EXERCISE AIM:
Search the data for the word "semester" and copy every line that contains it.

(Stored data entries)
○ ○ ○

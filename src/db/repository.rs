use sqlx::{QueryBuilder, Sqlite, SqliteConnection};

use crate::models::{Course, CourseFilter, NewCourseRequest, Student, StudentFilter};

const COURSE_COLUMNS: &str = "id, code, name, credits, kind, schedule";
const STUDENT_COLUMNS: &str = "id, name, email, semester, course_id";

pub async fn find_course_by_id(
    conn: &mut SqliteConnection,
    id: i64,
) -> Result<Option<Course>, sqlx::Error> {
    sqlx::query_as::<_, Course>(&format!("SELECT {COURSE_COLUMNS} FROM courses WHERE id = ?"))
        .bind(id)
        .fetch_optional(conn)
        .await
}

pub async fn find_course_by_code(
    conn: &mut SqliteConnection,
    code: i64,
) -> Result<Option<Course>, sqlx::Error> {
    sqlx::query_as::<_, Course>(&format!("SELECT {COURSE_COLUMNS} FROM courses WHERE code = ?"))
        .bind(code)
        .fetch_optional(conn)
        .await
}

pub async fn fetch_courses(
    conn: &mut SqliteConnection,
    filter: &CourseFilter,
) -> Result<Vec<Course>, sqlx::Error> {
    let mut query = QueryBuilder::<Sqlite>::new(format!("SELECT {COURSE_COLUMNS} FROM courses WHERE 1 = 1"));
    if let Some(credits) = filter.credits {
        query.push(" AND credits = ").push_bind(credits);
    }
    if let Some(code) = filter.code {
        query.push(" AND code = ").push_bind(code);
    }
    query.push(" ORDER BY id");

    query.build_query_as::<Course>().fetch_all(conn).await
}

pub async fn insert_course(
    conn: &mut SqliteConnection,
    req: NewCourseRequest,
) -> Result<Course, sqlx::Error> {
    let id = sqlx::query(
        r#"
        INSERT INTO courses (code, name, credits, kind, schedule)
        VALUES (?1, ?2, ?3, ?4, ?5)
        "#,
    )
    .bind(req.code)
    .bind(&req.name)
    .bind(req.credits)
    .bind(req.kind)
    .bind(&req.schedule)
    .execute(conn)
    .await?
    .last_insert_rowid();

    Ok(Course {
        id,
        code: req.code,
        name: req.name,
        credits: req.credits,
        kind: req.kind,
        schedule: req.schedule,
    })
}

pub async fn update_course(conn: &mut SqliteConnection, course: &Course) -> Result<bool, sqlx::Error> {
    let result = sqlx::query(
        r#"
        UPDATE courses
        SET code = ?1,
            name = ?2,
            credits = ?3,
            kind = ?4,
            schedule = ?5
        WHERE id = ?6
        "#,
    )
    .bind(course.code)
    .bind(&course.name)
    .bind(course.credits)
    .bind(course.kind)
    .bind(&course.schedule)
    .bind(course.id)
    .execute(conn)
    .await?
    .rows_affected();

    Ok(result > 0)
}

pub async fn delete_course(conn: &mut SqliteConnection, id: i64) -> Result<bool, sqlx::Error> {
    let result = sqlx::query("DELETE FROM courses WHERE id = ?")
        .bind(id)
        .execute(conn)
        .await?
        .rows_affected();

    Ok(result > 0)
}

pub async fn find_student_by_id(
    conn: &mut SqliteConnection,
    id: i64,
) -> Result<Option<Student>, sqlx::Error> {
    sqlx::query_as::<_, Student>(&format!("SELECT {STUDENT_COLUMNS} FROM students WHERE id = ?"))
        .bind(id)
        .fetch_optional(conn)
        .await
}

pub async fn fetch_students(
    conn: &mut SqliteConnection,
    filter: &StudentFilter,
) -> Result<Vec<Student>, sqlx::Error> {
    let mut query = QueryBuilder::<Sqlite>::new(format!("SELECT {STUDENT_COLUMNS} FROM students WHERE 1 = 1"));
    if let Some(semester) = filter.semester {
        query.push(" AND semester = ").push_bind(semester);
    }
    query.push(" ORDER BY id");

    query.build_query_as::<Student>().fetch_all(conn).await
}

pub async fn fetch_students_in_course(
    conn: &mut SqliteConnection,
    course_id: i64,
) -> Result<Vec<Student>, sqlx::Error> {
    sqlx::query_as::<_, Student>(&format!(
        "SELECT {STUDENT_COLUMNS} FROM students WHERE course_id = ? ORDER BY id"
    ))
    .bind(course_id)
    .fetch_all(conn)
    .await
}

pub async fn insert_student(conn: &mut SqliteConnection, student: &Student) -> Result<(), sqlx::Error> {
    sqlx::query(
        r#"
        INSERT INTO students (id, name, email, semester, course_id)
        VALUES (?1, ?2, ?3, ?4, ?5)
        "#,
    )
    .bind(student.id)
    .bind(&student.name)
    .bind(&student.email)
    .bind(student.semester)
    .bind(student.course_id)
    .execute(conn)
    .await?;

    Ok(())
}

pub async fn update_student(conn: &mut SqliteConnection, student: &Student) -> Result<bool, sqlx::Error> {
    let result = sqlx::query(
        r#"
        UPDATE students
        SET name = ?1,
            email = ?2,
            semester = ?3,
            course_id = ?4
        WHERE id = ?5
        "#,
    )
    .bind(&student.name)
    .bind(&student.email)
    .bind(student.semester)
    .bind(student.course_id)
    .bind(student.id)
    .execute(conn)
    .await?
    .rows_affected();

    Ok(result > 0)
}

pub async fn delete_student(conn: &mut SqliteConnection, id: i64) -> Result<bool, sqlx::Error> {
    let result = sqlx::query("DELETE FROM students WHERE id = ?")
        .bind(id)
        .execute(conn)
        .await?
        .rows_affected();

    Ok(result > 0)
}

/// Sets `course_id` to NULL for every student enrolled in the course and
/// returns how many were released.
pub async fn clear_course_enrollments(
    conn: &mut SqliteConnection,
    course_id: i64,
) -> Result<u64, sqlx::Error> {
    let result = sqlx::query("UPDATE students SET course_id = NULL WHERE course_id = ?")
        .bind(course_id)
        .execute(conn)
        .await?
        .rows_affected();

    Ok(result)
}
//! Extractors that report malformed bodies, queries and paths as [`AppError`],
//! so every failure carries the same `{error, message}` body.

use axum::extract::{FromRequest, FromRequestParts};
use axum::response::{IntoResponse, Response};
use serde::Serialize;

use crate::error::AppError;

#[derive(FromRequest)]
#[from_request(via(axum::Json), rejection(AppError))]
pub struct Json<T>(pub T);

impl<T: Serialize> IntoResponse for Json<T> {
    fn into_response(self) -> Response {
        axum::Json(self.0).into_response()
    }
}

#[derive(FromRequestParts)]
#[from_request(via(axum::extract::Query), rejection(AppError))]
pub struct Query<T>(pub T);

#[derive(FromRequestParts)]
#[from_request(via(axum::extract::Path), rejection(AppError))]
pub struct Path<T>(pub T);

○ ○ ○

EXERCISE OUTPUT:
const STUDENT_COLUMNS: &str = "id, name, email, semester, course_id";
    if let Some(semester) = filter.semester {
        query.push(" AND semester = ").push_bind(semester);
        INSERT INTO students (id, name, email, semester, course_id)
    .bind(student.semester)
            semester = ?3,
    .bind(student.semester)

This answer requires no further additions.